Research (2018) by Richard Edelman, (President and Chief Executive Officer of the public relations company) found that the loss of trust may be grounded in the reality that it is harder to determine what is and what is not true.
We can query as to whether there are there boundaries between fact, opinion and misinformation. When the US Counselor to President Donald Trump, Kellyanne Conway said, during a Meet the Press interview (January 22, 2017), in defense of the White House Press Secretary Sean Spicer’s false statement about the attendance numbers at Donald Trump’s inauguration as President of the United States, Conway responded that Spicer was giving, “alternative facts.”
David Bersoff, a Researcher with Edelman determined that democracy is based on a shared understanding of facts and information that can be used for negotiation and compromise, “When that goes away, the whole foundation of democracy gets shaken.” Thanks to COVID-19 and the missteps of global leadership, the world has become chaotic, riddled with uncertainty and when this dominates the landscape, authoritative power moves onto the stage.
The tourism industry, previously a central pillar in world economies, has ceased to exist in the form we knew it (as recently as 2019). Unfortunately, the industry, long susceptible to disasters, has not been able to create or find a path that leads to the rebuilding of consumer trust. Instead of providing facts and figures, consumers are fed lies based on faulty research or Magical Thinking, with the belief that the misinformation will sway the hearts, minds and credit cards of people, getting them back on planes, trains and into rental cars, anxious to make reservations for holiday and business travel.
It is not news that disasters (natural and man-made) have a negative impact on the number of tourists and the tourist experience. In the case of COVID-19 the disaster is both natural (a virus) and man-made (spread has not been controlled) leading to global economic and health care crises.
The tourism industry has survived previous catastrophes: the Indian Ocean tsunami killed more than 225,000 people in the region (December 26,2004), leading to a decline in tourism to the Maldives; the European airline industry lost approximately 2.5 billion Euros under the influence of the volcanic ash cloud generated by the Iceland volcanic eruption (2010). The 9/11 attacks in the United States (2001), impaired the trust of tourists and required a long-term recovery period that lasted almost four years. The 2008 financial crises reduced international tourism by 4 percent. However, with the arrival of COVID-19, and the absence of strong leadership and reliable information, travelers learned to doubt the safety and security of tourist destinations and attractions, prioritizing safety and security over a step into the unknown.

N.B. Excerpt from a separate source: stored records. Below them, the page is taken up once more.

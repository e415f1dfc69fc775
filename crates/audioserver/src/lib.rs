//! Local audio playback server.
//!
//! Clients connect over a Unix socket and send length-prefixed `{action, payload}`
//! frames to start, pause, resume and stop playback sessions keyed by a numeric id.
//!
//! - [`connection`] reads frames and hands each envelope off as an independent task.
//! - [`dispatch`] maps actions to [`registry`] operations.
//! - [`registry`] owns the id -> session table and drives the [`engine::AudioEngine`].
//! - [`server`] binds the socket, cleans it up and accepts connections.

pub mod cli;
pub mod config;
pub mod connection;
pub mod dispatch;
pub mod engine;
pub mod registry;
pub mod runtime;
pub mod server;

pub use dispatch::{DispatchError, Dispatcher};
pub use engine::AudioEngine;
pub use registry::{Registry, RegistryError, SessionState};
use std::env;
use std::process::Command;

use time::OffsetDateTime;
use time::format_description::well_known::Rfc3339;

fn main() {
    println!("cargo:rerun-if-env-changed=SOURCE_DATE_EPOCH");
    println!("cargo:rerun-if-changed=.git/HEAD");

    println!("cargo:rustc-env=GIT_SHA={}", git_short_sha());
    println!("cargo:rustc-env=BUILD_DATE={}", build_date());
}

fn git_short_sha() -> String {
    Command::new("git")
        .args(["rev-parse", "--short", "HEAD"])
        .output()
        .ok()
        .filter(|out| out.status.success())
        .and_then(|out| String::from_utf8(out.stdout).ok())
        .map(|s| s.trim().to_string())
        .filter(|s| !s.is_empty())
        .unwrap_or_else(|| "unknown".to_string())
}

fn build_date() -> String {
    env::var("SOURCE_DATE_EPOCH")
        .ok()
        .and_then(|v| v.parse::<i64>().ok())
        .and_then(|secs| OffsetDateTime::from_unix_timestamp(secs).ok())
        .unwrap_or_else(OffsetDateTime::now_utc)
        .format(&Rfc3339)
        .unwrap_or_else(|_| "unknown-date".to_string())
}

Researchers define disasters as “a serious disruption of the functioning of a community or a society causing widespread human, material, economic or environmental losses which exceed the ability of the affected community or society to cope using its own resources.” The growing sense of insecurity caused by the pandemic means that the attractiveness of a tourist destination is largely determined by its acknowledgement of the virus and assurance of the destination’s safety and security. Attractions are important contributors to the success of a tourist destination; however, they are not enough to be a condition for success, because, “no safety no tourism.”

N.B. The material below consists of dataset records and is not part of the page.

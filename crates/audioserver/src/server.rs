//! Unix socket lifecycle and accept loop.

use std::io;
use std::os::unix::net::{UnixListener, UnixStream};
use std::path::{Path, PathBuf};
use std::thread;

use anyhow::{Context, Result};

use crate::connection::serve_connection;
use crate::dispatch::Dispatcher;
use crate::engine::AudioEngine;

/// Owns the socket path; the file is removed when the guard is dropped.
#[derive(Debug)]
pub struct SocketGuard {
    path: PathBuf,
}

impl SocketGuard {
    pub fn path(&self) -> &Path {
        &self.path
    }
}

impl Drop for SocketGuard {
    fn drop(&mut self) {
        remove_socket_file(&self.path);
    }
}

/// Remove a leftover socket file from a previous run. A missing file is fine.
pub fn remove_stale_socket(path: &Path) -> Result<()> {
    match std::fs::remove_file(path) {
        Ok(()) => {
            tracing::warn!(path = %path.display(), "removed stale socket file");
            Ok(())
        }
        Err(e) if e.kind() == io::ErrorKind::NotFound => Ok(()),
        Err(e) => Err(e).with_context(|| format!("remove stale socket {}", path.display())),
    }
}

/// Clear any stale socket at `path` and bind a new listener there.
pub fn bind(path: &Path) -> Result<(UnixListener, SocketGuard)> {
    remove_stale_socket(path)?;
    let listener =
        UnixListener::bind(path).with_context(|| format!("bind socket {}", path.display()))?;
    tracing::info!(path = %path.display(), "listening");
    Ok((
        listener,
        SocketGuard {
            path: path.to_path_buf(),
        },
    ))
}

/// Remove the socket file and exit on SIGINT/SIGTERM.
pub fn install_signal_cleanup(path: &Path) -> Result<()> {
    let path = path.to_path_buf();
    ctrlc::set_handler(move || {
        tracing::info!("shutdown signal received");
        remove_socket_file(&path);
        std::process::exit(130);
    })
    .context("install signal handler")
}

/// Accept clients forever, one thread per connection.
///
/// Accept errors are logged and the loop keeps going.
pub fn serve<E: AudioEngine>(
    listener: &UnixListener,
    dispatcher: &Dispatcher<E>,
    max_frame_bytes: u32,
) {
    for stream in listener.incoming() {
        match stream {
            Ok(stream) => spawn_connection(stream, dispatcher.clone(), max_frame_bytes),
            Err(e) => tracing::warn!("accept error: {e}"),
        }
    }
}

fn spawn_connection<E: AudioEngine>(
    stream: UnixStream,
    dispatcher: Dispatcher<E>,
    max_frame_bytes: u32,
) {
    let spawned = thread::Builder::new()
        .name("connection".to_string())
        .spawn(move || {
            tracing::info!("client connected");
            match serve_connection(&stream, &dispatcher, max_frame_bytes) {
                Ok(frames) => tracing::info!(frames, "connection closed"),
                Err(e) => tracing::warn!("connection closed: {e}"),
            }
        });
    if let Err(e) = spawned {
        tracing::error!("spawn connection thread: {e}");
    }
}

fn remove_socket_file(path: &Path) {
    match std::fs::remove_file(path) {
        Ok(()) => tracing::debug!(path = %path.display(), "removed socket file"),
        Err(e) if e.kind() == io::ErrorKind::NotFound => {}
        Err(e) => tracing::warn!(path = %path.display(), "remove socket file: {e}"),
    }
}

Political leaders, business executives, domestic and international media have alerted everyone on the planet to the risks associated with COVID-19, encouraging (if not forcing) isolation and quarantine, highlighting the dangers associated with groups and travel. These warnings, combined with economic devastation, created an atmosphere of fear that does not provide an environment for business or leisure travel, resulting in the almost total obliteration of the worldwide hospitality industry.